++++ Input data ++++
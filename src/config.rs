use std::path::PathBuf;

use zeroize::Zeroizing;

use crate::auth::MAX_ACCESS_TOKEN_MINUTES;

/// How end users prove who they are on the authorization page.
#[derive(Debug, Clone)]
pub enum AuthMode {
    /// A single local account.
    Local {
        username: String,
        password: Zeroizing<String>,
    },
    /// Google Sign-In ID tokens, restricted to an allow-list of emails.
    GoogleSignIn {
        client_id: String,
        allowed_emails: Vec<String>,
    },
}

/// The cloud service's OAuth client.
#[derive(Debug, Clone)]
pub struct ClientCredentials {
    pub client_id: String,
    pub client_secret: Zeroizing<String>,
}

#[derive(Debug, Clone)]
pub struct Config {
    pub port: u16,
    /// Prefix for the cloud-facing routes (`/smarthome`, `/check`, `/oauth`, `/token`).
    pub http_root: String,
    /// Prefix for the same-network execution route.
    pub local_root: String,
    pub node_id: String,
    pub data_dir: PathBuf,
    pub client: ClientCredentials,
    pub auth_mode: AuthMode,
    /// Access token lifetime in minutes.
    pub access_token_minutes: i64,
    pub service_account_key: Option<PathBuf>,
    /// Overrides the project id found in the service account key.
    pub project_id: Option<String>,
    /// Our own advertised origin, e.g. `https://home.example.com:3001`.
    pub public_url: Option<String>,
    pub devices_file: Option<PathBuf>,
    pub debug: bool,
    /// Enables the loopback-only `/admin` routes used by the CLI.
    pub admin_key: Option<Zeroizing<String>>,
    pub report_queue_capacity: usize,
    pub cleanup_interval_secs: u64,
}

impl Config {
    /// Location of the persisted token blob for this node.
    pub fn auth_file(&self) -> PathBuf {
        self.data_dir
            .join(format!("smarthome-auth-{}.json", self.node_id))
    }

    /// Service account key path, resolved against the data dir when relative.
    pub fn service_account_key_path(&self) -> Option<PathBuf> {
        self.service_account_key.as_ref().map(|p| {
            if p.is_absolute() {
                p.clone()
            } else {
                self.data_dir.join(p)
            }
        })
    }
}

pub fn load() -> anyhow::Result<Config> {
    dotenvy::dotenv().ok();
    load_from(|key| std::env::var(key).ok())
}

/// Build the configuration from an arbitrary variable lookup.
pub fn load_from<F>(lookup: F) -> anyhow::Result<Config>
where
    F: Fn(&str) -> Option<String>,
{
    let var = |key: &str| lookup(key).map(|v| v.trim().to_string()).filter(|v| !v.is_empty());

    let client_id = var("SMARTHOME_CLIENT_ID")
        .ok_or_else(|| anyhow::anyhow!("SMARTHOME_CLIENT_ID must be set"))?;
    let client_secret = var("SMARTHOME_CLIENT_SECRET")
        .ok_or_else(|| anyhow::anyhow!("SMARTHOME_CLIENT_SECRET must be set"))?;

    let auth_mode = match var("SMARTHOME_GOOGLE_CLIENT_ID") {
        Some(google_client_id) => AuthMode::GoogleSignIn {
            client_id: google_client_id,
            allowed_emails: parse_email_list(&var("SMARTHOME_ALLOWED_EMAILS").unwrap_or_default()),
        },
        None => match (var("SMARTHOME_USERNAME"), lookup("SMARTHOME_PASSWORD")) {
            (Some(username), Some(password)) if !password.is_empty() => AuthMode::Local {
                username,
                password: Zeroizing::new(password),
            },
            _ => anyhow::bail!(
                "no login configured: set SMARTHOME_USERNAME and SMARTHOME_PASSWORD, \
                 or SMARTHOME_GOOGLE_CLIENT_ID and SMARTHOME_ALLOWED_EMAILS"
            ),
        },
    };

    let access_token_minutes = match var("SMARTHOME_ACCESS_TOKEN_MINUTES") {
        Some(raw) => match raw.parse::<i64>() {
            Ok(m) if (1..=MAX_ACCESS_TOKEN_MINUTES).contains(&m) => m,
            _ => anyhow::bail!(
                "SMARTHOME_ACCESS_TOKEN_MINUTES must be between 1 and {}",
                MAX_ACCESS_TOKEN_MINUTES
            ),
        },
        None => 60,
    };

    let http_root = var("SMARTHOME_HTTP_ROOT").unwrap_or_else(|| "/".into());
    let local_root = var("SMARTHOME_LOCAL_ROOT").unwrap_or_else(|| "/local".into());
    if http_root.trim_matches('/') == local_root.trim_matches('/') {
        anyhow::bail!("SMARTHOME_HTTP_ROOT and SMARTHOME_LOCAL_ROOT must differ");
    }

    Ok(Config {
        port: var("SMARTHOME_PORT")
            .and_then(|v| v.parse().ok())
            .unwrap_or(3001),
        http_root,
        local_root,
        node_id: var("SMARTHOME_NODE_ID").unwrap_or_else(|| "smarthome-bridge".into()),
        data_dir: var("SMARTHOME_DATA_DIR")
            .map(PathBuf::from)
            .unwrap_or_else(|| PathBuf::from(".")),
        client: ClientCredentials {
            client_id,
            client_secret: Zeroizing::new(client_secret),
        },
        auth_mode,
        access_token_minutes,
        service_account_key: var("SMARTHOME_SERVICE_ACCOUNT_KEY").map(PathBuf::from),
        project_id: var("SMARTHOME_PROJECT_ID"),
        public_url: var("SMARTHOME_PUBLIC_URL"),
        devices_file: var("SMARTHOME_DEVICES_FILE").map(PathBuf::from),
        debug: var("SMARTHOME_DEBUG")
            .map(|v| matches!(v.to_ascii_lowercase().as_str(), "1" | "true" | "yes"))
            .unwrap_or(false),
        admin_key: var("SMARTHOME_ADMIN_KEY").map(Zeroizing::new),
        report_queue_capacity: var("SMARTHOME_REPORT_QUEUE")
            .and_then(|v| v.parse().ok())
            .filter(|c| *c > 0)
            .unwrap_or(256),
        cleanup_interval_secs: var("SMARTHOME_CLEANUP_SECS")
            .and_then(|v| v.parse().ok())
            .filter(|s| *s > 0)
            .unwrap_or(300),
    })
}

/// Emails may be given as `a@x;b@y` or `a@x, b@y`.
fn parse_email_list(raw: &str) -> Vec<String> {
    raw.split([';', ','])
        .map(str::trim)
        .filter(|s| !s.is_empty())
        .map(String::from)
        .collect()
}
++++
→ Required work:
Among the lines above, count those containing the string "filter"; please give the count alone.

→ Solution to this problem:
4